La banca per gli immigrati condannata per razzismo

di Redazione Blitz
Pubblicato il 6 luglio 2015 12:13 | Ultimo aggiornamento: 6 luglio 2015 12:15
Otto Bitjoka

Otto Bitjoka

ROMA – Extrabanca, la banca nata con l’obiettivo di dar credito agli stranieri in Italia, è stata condannata per razzismo. L’istituto infatti dovrà risarcire il suo ex vicepresidente, l’imprenditore italiano di origine camerunense Otto Bitjoka, allontanato nel 2011 dal consiglio di amministrazione. Una decisione che, secondo il tribunale di Milano, è stata dettata da razzismo.
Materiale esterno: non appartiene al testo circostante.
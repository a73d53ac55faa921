//! Injector construction options

use std::collections::BTreeMap;
use std::path::PathBuf;

use darkmagic_domain::value_objects::{Artifact, Locator};

use crate::descriptor::InjectPolicy;

/// What an explicit override supplies for a name
#[derive(Debug, Clone)]
pub enum Override {
    /// Artifact used as-is, with explicit origin
    Artifact(Artifact),
    /// Locator handed to the loader instead of a search
    Locator(Locator),
}

/// Options an [`Injector`](crate::injector::Injector) is built from
#[derive(Debug, Clone, Default)]
pub struct InjectorOptions {
    /// Directories searched for local artifacts, highest priority first
    pub search_paths: Vec<PathBuf>,
    /// Auto-injection policy copied into every descriptor
    pub policy: InjectPolicy,
    /// Names resolved before any search takes place
    pub overrides: BTreeMap<String, Override>,
}

impl InjectorOptions {
    /// Options with the given search paths and defaults elsewhere
    pub fn with_search_paths<I, P>(paths: I) -> Self
    where
        I: IntoIterator<Item = P>,
        P: Into<PathBuf>,
    {
        Self {
            search_paths: paths.into_iter().map(Into::into).collect(),
            ..Self::default()
        }
    }
}
//! Type-erased injected values

use std::any::{Any, type_name};
use std::fmt;
use std::sync::Arc;

/// A resolved artifact as seen by the callables it is injected into
///
/// Cloning is cheap; every clone points at the same allocation, which is what
/// lets the registry hand out one cached instance per name.
#[derive(Clone)]
pub struct Value {
    inner: Arc<dyn Any + Send + Sync>,
    type_name: &'static str,
}

impl Value {
    /// Wrap an owned value
    pub fn new<T: Any + Send + Sync>(value: T) -> Self {
        Self::from_arc(Arc::new(value))
    }

    /// Wrap an already shared value without re-allocating
    pub fn from_arc<T: Any + Send + Sync>(value: Arc<T>) -> Self {
        Self {
            inner: value,
            type_name: type_name::<T>(),
        }
    }

    /// Shared handle to the inner value if it has type `T`
    pub fn downcast<T: Any + Send + Sync>(&self) -> Option<Arc<T>> {
        Arc::clone(&self.inner).downcast::<T>().ok()
    }

    /// Borrow the inner value if it has type `T`
    pub fn downcast_ref<T: Any + Send + Sync>(&self) -> Option<&T> {
        self.inner.downcast_ref::<T>()
    }

    /// Whether the inner value has type `T`
    pub fn is<T: Any + Send + Sync>(&self) -> bool {
        self.inner.is::<T>()
    }

    /// Whether both values share the same allocation
    pub fn ptr_eq(&self, other: &Value) -> bool {
        std::ptr::addr_eq(Arc::as_ptr(&self.inner), Arc::as_ptr(&other.inner))
    }

    /// Name of the wrapped type, for diagnostics
    pub fn type_name(&self) -> &'static str {
        self.type_name
    }
}

impl fmt::Debug for Value {
    fn fmt(&self, f: &mut fmt::Formatter<'_>) -> fmt::Result {
        write!(f, "Value<{}>", self.type_name)
    }
}

impl From<serde_json::Value> for Value {
    fn from(value: serde_json::Value) -> Self {
        Self::new(value)
    }
}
Extrabanka è stata condannata a risarcire Bitjoka con 80mila euro. La vicenda la ripercorre Diego longhin su Repubblica:

Bitjoka, imprenditore italiano di origine camerunense, attivo sul fronte sociale e promotore della nascita di Extrabanca, di cui era vicepresidente, nel 2011 era stato l’unico nel consiglio di amministrazione a denunciare il comportamento discriminatorio nei confronti di un dipendente di origine senegalese, Cheik Tidiane Gaye. Il lavoratore denunciò il fatto che i dirigenti dell’istituto lo volevano dissuadere dal candidarsi alle elezioni comunali del 2011 con Pisapia a causa del suo colore della pelle e della sua razza, accomunandolo agli zingari. E poi l’invito a non pretendere di fare carriera, di diventare dirigente perché immigrato. Tutti fatti accertati da una sentenza del marzo del 2012 del tribunale del Lavoro di Milano che ha riconosciuto a Gaye di aver subito “molestie razziali”.